Bundan başka, bir amme teşekküllü tarafından bir tesisin yaptırılması sırasında devlet malı olmayan yerlerden toprak alınması veya böyle yerlere toprak veya moloz yığılması neticesinde meydana gelen zararların tazmini davası da başkasının malına amme teşekkülünün dilediği gibi el atma hakiki bulunmadığı ve plan ve projelere ve şartnamelere başkasının malına ihtiyaca göre el atılabilmesini gerektirecek esaslar konulamayacağı cihetle, haksız fiilden doğan bir tazminat davası sayılır.
Yapılan işlerin plan veya projelere aykırı olarak yapılması hali de idari karara aykırı bir hareket bulunması itibariyle yine idari kararın tatbiki olan bir fiil sayılamaz ve bu bakımdan bu iddia ile açılmış bir dava haksız fiilden doğan bir davadan ibaret olacaktır.

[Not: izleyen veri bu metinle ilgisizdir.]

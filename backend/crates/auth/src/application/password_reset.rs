//! Password Reset Use Case

use std::sync::Arc;

use chrono::Utc;
use platform::crypto::hash_secret;
use platform::mailer::{Email as Mail, Mailer};

use crate::application::config::AuthConfig;
use crate::domain::entity::action_token::{ActionPurpose, ActionToken};
use crate::domain::repository::{
    ActionTokenRepository, AuthRepository, AuthSessionRepository, UserRepository,
};
use crate::domain::value_object::{
    email::Email,
    user_password::{RawPassword, UserPassword},
};
use crate::error::{AuthError, AuthResult};

pub struct PasswordResetUseCase<U, A, S, T>
where
    U: UserRepository,
    A: AuthRepository,
    S: AuthSessionRepository,
    T: ActionTokenRepository,
{
    user_repo: Arc<U>,
    auth_repo: Arc<A>,
    session_repo: Arc<S>,
    token_repo: Arc<T>,
    mailer: Mailer,
    config: Arc<AuthConfig>,
}

impl<U, A, S, T> PasswordResetUseCase<U, A, S, T>
where
    U: UserRepository,
    A: AuthRepository,
    S: AuthSessionRepository,
    T: ActionTokenRepository,
{
    pub fn new(
        user_repo: Arc<U>,
        auth_repo: Arc<A>,
        session_repo: Arc<S>,
        token_repo: Arc<T>,
        mailer: Mailer,
        config: Arc<AuthConfig>,
    ) -> Self {
        Self {
            user_repo,
            auth_repo,
            session_repo,
            token_repo,
            mailer,
            config,
        }
    }

    /// Mail a reset link when the address belongs to an account.
    /// The outcome is never revealed to the caller.
    pub async fn forgot(&self, email: &str) -> AuthResult<()> {
        let Ok(email) = Email::new(email) else {
            return Ok(());
        };
        let Some(user) = self.user_repo.find_user_by_email(&email).await? else {
            tracing::debug!(email = %email.masked(), "Password reset for unknown address");
            return Ok(());
        };
        if !user.can_login() {
            return Ok(());
        }

        self.token_repo
            .revoke_action_tokens(&user.user_id, ActionPurpose::PasswordReset)
            .await?;
        let (token, secret) =
            ActionToken::issue(user.user_id, ActionPurpose::PasswordReset, None, Utc::now());
        self.token_repo.create_action_token(&token).await?;

        let mail = Mail::new(
            user.email.as_str(),
            "Reset your password",
            format!(
                "Someone asked to reset the password of your account.\n\nChoose a new password here:\n{}\n\nThe link is valid for one hour. If it was not you, ignore this message.",
                self.config.link("/reset-password", &secret)
            ),
        );
        if let Err(e) = self.mailer.send(&mail).await {
            tracing::error!(error = %e, public_id = %user.public_id, "Password reset email not sent");
        } else {
            tracing::info!(public_id = %user.public_id, "Password reset requested");
        }
        Ok(())
    }

    /// Set a new password; every session of the user ends
    pub async fn reset(&self, token: &str, new_password: String) -> AuthResult<()> {
        // Policy first, so a weak password does not burn the token
        let raw = RawPassword::new(new_password)?;

        let consumed = self
            .token_repo
            .consume_action_token(ActionPurpose::PasswordReset, &hash_secret(token), Utc::now())
            .await?
            .ok_or(AuthError::TokenGone)?;

        let user = self
            .user_repo
            .find_user_by_id(&consumed.user_id)
            .await?
            .ok_or(AuthError::TokenGone)?;
        let mut auth = self
            .auth_repo
            .find_auth(&user.user_id)
            .await?
            .ok_or_else(|| AuthError::Internal("Credentials missing for user".to_string()))?;

        auth.update_password(UserPassword::from_raw(&raw, self.config.pepper())?);
        self.auth_repo.update_auth(&auth).await?;
        self.auth_repo
            .reset_login_failures(&user.user_id, Utc::now())
            .await?;

        let revoked = self
            .session_repo
            .delete_sessions_for_user(&user.user_id, None)
            .await?;

        tracing::info!(public_id = %user.public_id, sessions_revoked = revoked, "Password reset");
        Ok(())
    }
}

Bu bentte anılan davalar, içtihadı birleştirme kararının dişu da kaldıklarından kararın bunlara şümulü yoktur. Netice; Devlet Karayolları veya Su işleri Umum Müdürlükleri, belediyeler veya hususi idareler gibi amme teşekküllerinin verdikleri kararlar sonunda ve plan ve projelere uygun olmak üzere tesisler yaptırmış olmaları veya bu tesisleri kullanmaları veya bu tesislere bakmaları sebebiyle fertlerin uğramış oldukları zararların tazminine ilişkin davaların idari davalardan olduklarına ve bu bakımdan bu davalarda idari kazanın vazifeli bulunduğuna, 11/2/ 1959 daki birinci toplantıda üçte ikiyi geçen ekseriyetle karar verildi.